5. Chapter Five

Chapter Five

“Tell me your name, where you are, and the day of the week.”

Kathleen blew out a breath. “Is this really necessary?”

“Part of the procedure, Detective.” The paramedic flashed a penlight into her eyes, momentarily blinding her. “Name, where you are—”

“And serial number. I got it. Kathleen Harper, the back of an ambulance. It’s Thursday night, almost Friday by now, and I’m fine.”

The paramedic didn’t even blink. The woman likely had to put up with a lot of unruly patients as part of her regular work. “No concussion. I’ve cleaned your shoulder—it’s just a graze, so it will heal cleanly. You’re clear. Get some rest, Detective.”

“Thanks.” Kathleen stepped down from the ambulance.

Despite the late hour, the entire street was lit up with flashing blue and reds. It used to be that seeing that sight gave her comfort, knowing fellow law enforcement officers were on site.

These days she associated them with massive fuck ups, lots of bodies—or in this case—both.

The door to the Imperial Silk Palace opened, and the coroner’s assistant wheeled out a body. Behind him, two familiar figures followed, talking in quiet tones. The older of the pair, Captain Samantha Murphy, was in her late fifties, her dark hair streaked with gray. She had the stern set of someone who had been in the job too long. In contrast, Detective Toshi Gibson looked like he’d had a full night’s sleep.

Kathleen was well aware of the warning glance Murphy gave her and the obvious order to Detective Gibson before the Captain walked briskly to the perimeter where a small crowd of onlookers and a few reporters had gathered.

Gibson walked directly toward Kathleen, giving her a once-over. Kathleen resisted the urge to bristle, reminding herself he wasn’t a client but her partner. Sometimes she let herself get too into character.

“Harper.”

“Gibson.”

“How’s the shoulder? They cleared you already?” Gibson looked down—she had buttoned her shirt, but it still didn’t cover much.

He wordlessly shrugged out of his jacket, offering it to her.

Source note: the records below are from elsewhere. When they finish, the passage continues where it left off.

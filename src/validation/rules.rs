//! Rule tables and the uniform constraint evaluator.

use validator::ValidateEmail;

use super::error::ValidationErrors;

/// A declarative constraint on one field's value.
#[derive(Debug, Clone, Copy)]
pub enum Constraint {
    /// Character-count bounds for string fields
    Length { min: Option<usize>, max: Option<usize> },
    /// Inclusive numeric bounds for integer fields
    Range { min: Option<i64>, max: Option<i64> },
    /// RFC-style email format
    Email,
    /// Membership in a fixed set of accepted values
    OneOf(&'static [&'static str]),
    /// The field must be present even though its type is optional-shaped.
    ///
    /// Some endpoints declare a parameter optional but reject requests
    /// that omit it; this rule states that contract explicitly instead of
    /// changing the field type.
    Required,
}

/// One row of a type's validation table.
#[derive(Debug, Clone, Copy)]
pub struct FieldRule {
    pub field: &'static str,
    pub constraint: Constraint,
}

impl FieldRule {
    pub const fn new(field: &'static str, constraint: Constraint) -> Self {
        Self { field, constraint }
    }
}

/// A field's raw value as seen by the evaluator.
///
/// `Absent` covers optional fields left unset; all constraints except
/// `Required` skip absent values.
#[derive(Debug, Clone, Copy)]
pub enum FieldValue<'a> {
    Str(&'a str),
    Int(i64),
    Bool(bool),
    Absent,
}

/// Types that carry a validation rule table.
pub trait ValidateFields {
    /// The complete rule table for this type.
    fn rules() -> &'static [FieldRule];

    /// Look up the current value of a named field.
    ///
    /// Must cover every field named in `rules()`.
    fn field(&self, name: &str) -> FieldValue<'_>;

    /// Evaluate every rule against this value.
    fn validate(&self) -> Result<(), ValidationErrors> {
        let mut errors = ValidationErrors::new();
        for rule in Self::rules() {
            apply(rule, self.field(rule.field), &mut errors);
        }
        errors.into_result()
    }
}

/// Apply a single rule, recording any violation.
fn apply(rule: &FieldRule, value: FieldValue<'_>, errors: &mut ValidationErrors) {
    let field = rule.field;

    match (rule.constraint, value) {
        (Constraint::Required, FieldValue::Absent) => {
            errors.push(field, "required", format!("{} is required", field));
        }
        (Constraint::Required, _) => {}
        // Optional field left unset: nothing to check
        (_, FieldValue::Absent) => {}

        (Constraint::Length { min, max }, FieldValue::Str(s)) => {
            let len = s.chars().count();
            if let Some(min) = min {
                if len < min {
                    errors.push(
                        field,
                        "length",
                        format!("{} must be at least {} characters", field, min),
                    );
                    return;
                }
            }
            if let Some(max) = max {
                if len > max {
                    errors.push(
                        field,
                        "length",
                        format!("{} must be at most {} characters", field, max),
                    );
                }
            }
        }

        (Constraint::Range { min, max }, FieldValue::Int(n)) => {
            if let Some(min) = min {
                if n < min {
                    errors.push(field, "range", format!("{} must be at least {}", field, min));
                    return;
                }
            }
            if let Some(max) = max {
                if n > max {
                    errors.push(field, "range", format!("{} must be at most {}", field, max));
                }
            }
        }

        (Constraint::Email, FieldValue::Str(s)) => {
            if !s.validate_email() {
                errors.push(field, "email", format!("{} is not a valid email address", field));
            }
        }

        (Constraint::OneOf(accepted), FieldValue::Str(s)) => {
            if !accepted.contains(&s) {
                errors.push(
                    field,
                    "one_of",
                    format!("{} must be one of: {}", field, accepted.join(", ")),
                );
            }
        }

        // A rule pointed at a value of the wrong shape is a table bug;
        // surface it as a failure rather than silently passing.
        (_, _) => {
            errors.push(field, "invalid_type", format!("{} has an unexpected type", field));
        }
    }
}

#[cfg(test)]
mod tests {
    use super::*;

    struct Probe {
        name: Option<String>,
        age: Option<i64>,
    }

    impl ValidateFields for Probe {
        fn rules() -> &'static [FieldRule] {
            const RULES: &[FieldRule] = &[
                FieldRule::new(
                    "name",
                    Constraint::Length { min: Some(1), max: Some(5) },
                ),
                FieldRule::new("age", Constraint::Required),
                FieldRule::new("age", Constraint::Range { min: Some(18), max: None }),
            ];
            RULES
        }

        fn field(&self, name: &str) -> FieldValue<'_> {
            match name {
                "name" => self
                    .name
                    .as_deref()
                    .map(FieldValue::Str)
                    .unwrap_or(FieldValue::Absent),
                "age" => self.age.map(FieldValue::Int).unwrap_or(FieldValue::Absent),
                _ => FieldValue::Absent,
            }
        }
    }

    #[test]
    fn test_valid_probe_passes() {
        let probe = Probe {
            name: Some("Ana".to_string()),
            age: Some(30),
        };
        assert!(probe.validate().is_ok());
    }

    #[test]
    fn test_absent_optional_field_is_skipped() {
        let probe = Probe {
            name: None,
            age: Some(30),
        };
        assert!(probe.validate().is_ok());
    }

    #[test]
    fn test_required_rule_fires_on_absent_field() {
        let probe = Probe {
            name: None,
            age: None,
        };
        let errors = probe.validate().unwrap_err();
        assert_eq!(errors.errors().len(), 1);
        assert_eq!(errors.errors()[0].field, "age");
        assert_eq!(errors.errors()[0].code, "required");
    }

    #[test]
    fn test_length_bounds() {
        let probe = Probe {
            name: Some("too long for five".to_string()),
            age: Some(30),
        };
        let errors = probe.validate().unwrap_err();
        assert_eq!(errors.errors()[0].code, "length");
    }

    #[test]
    fn test_range_minimum() {
        let probe = Probe {
            name: None,
            age: Some(17),
        };
        let errors = probe.validate().unwrap_err();
        assert_eq!(errors.errors()[0].field, "age");
        assert_eq!(errors.errors()[0].code, "range");
    }

    #[test]
    fn test_multiple_violations_are_all_reported() {
        let probe = Probe {
            name: Some(String::new()),
            age: None,
        };
        let errors = probe.validate().unwrap_err();
        assert_eq!(errors.errors().len(), 2);
    }

    #[test]
    fn test_email_constraint() {
        let mut errors = ValidationErrors::new();
        apply(
            &FieldRule::new("email", Constraint::Email),
            FieldValue::Str("not-an-email"),
            &mut errors,
        );
        assert_eq!(errors.errors()[0].code, "email");

        let mut ok = ValidationErrors::new();
        apply(
            &FieldRule::new("email", Constraint::Email),
            FieldValue::Str("ana@example.com"),
            &mut ok,
        );
        assert!(ok.is_empty());
    }

    #[test]
    fn test_one_of_constraint() {
        let rule = FieldRule::new("hair_color", Constraint::OneOf(&["black", "red"]));

        let mut errors = ValidationErrors::new();
        apply(&rule, FieldValue::Str("green"), &mut errors);
        assert_eq!(errors.errors()[0].code, "one_of");

        let mut ok = ValidationErrors::new();
        apply(&rule, FieldValue::Str("red"), &mut ok);
        assert!(ok.is_empty());
    }

    #[test]
    fn test_mismatched_value_shape_is_reported() {
        let mut errors = ValidationErrors::new();
        apply(
            &FieldRule::new("age", Constraint::Range { min: Some(0), max: None }),
            FieldValue::Str("thirty"),
            &mut errors,
        );
        assert_eq!(errors.errors()[0].code, "invalid_type");
    }
}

Her eyes ticked to the jacket, then across the parking lot. She appreciated the offer, but out here, in front of everyone else, it felt like a weakness to accept. “Shoulder’s fine. Just a scrape. And I’m not cold, thanks.”

“The Captain asked me to get you to walk the scene before you’re clear to leave,” Gibson said, still holding out his jacket.

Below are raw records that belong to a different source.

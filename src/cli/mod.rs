//! CLI module - Command-line interface for the application.
//!
//! Provides commands for:
//! - `serve` - Start the HTTP server

pub mod args;

pub use args::{Cli, Commands};
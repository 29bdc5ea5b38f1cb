//! Person API - Application entry point
//!
//! CLI-based entry point that dispatches to various commands.

use clap::Parser;
use tracing_subscriber::{layer::SubscriberExt, util::SubscriberInitExt};

use person_api::{
    cli::{Cli, Commands},
    commands,
    config::Config,
};

#[tokio::main]
async fn main() {
    // Parse CLI arguments
    let cli = Cli::parse();

    // Initialize tracing (verbose mode sets debug level)
    init_tracing(cli.verbose);

    // Load configuration
    let config = Config::from_env();
    tracing::debug!("Configuration loaded");

    // Execute command
    let result = match cli.command {
        Commands::Serve(args) => commands::serve::execute(args, config).await,
    };

    // Handle errors
    if let Err(e) = result {
        tracing::error!("Command failed: {}", e);
        std::process::exit(1);
    }
}

/// Initialize tracing subscriber
fn init_tracing(verbose: bool) {
    let filter = if verbose {
        "debug".to_string()
    } else {
        std::env::var("RUST_LOG").unwrap_or_else(|_| "info".to_string())
    };

    tracing_subscriber::registry()
        .with(tracing_subscriber::fmt::layer())
        .with(tracing_subscriber::EnvFilter::new(filter))
        .init();
}
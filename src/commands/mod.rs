//! Commands module - CLI command implementations.

pub mod serve;
//! Location resource model.

use serde::{Deserialize, Serialize};

use crate::config::{LOCATION_MAX_LENGTH, LOCATION_MIN_LENGTH};
use crate::validation::{Constraint, FieldRule, FieldValue, ValidateFields};

/// Where a person lives; every field is a 2-50 character string.
#[derive(Debug, Clone, Serialize, Deserialize)]
pub struct Location {
    pub city: String,
    pub state: String,
    pub country: String,
}

impl ValidateFields for Location {
    fn rules() -> &'static [FieldRule] {
        const BOUNDS: Constraint =
            Constraint::Length { min: Some(LOCATION_MIN_LENGTH), max: Some(LOCATION_MAX_LENGTH) };
        const RULES: &[FieldRule] = &[
            FieldRule::new("city", BOUNDS),
            FieldRule::new("state", BOUNDS),
            FieldRule::new("country", BOUNDS),
        ];
        RULES
    }

    fn field(&self, name: &str) -> FieldValue<'_> {
        match name {
            "city" => FieldValue::Str(&self.city),
            "state" => FieldValue::Str(&self.state),
            "country" => FieldValue::Str(&self.country),
            _ => FieldValue::Absent,
        }
    }
}

#[cfg(test)]
mod tests {
    use super::*;

    #[test]
    fn test_single_character_field_is_rejected() {
        let location = Location {
            city: "X".to_string(),
            state: "Antioquia".to_string(),
            country: "Colombia".to_string(),
        };
        let errors = location.validate().unwrap_err();
        assert_eq!(errors.errors()[0].field, "city");
    }

    #[test]
    fn test_valid_location_passes() {
        let location = Location {
            city: "Medellin".to_string(),
            state: "Antioquia".to_string(),
            country: "Colombia".to_string(),
        };
        assert!(location.validate().is_ok());
    }
}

Of course she did. Sam Murphy was a hard taskmaster and politically savvy. There were bound to be plenty of eyes on this. Especially if any of those nosy reporters already peppering her with questions realized the connection to the recent murder of Lachlan Hayden. She wanted something to give them, and soon.

Which meant Kathleen’s night wasn’t over yet.

Relenting, she accepted Gibson’s jacket, pulling her arms into it and wrapping it around her. It was a thoughtful gesture. Gibson wasn’t one to worry about working with—or for—a woman, but there were plenty in law enforcement for whom that was not the case. Walking a scene dressed as she was invited assumptions—and she had worked hard to build her reputation within the force.

Something Toshi Gibson knew well.

It was one of the many reasons Kathleen liked him. The other being that he didn’t try to get too personal. It had been a fruitful working partnership of two years.

Gibson led the way inside. He didn’t stop and hold the door open for her. A single comment early in their partnership had established that boundary. Kathleen knew he didn’t view it that way, but others saw any concession, even one as small as holding open a door, as a sign of weakness.

And she wasn’t weak.

The inside of the Palace looked alien in the bright slash of portable floodlights the crime scene unit had set up. Gibson and Kathleen both stopped to put baggies on their feet. She paused to slip off the heels. Going barefoot, even if there might have been blood on the ground, was a relief.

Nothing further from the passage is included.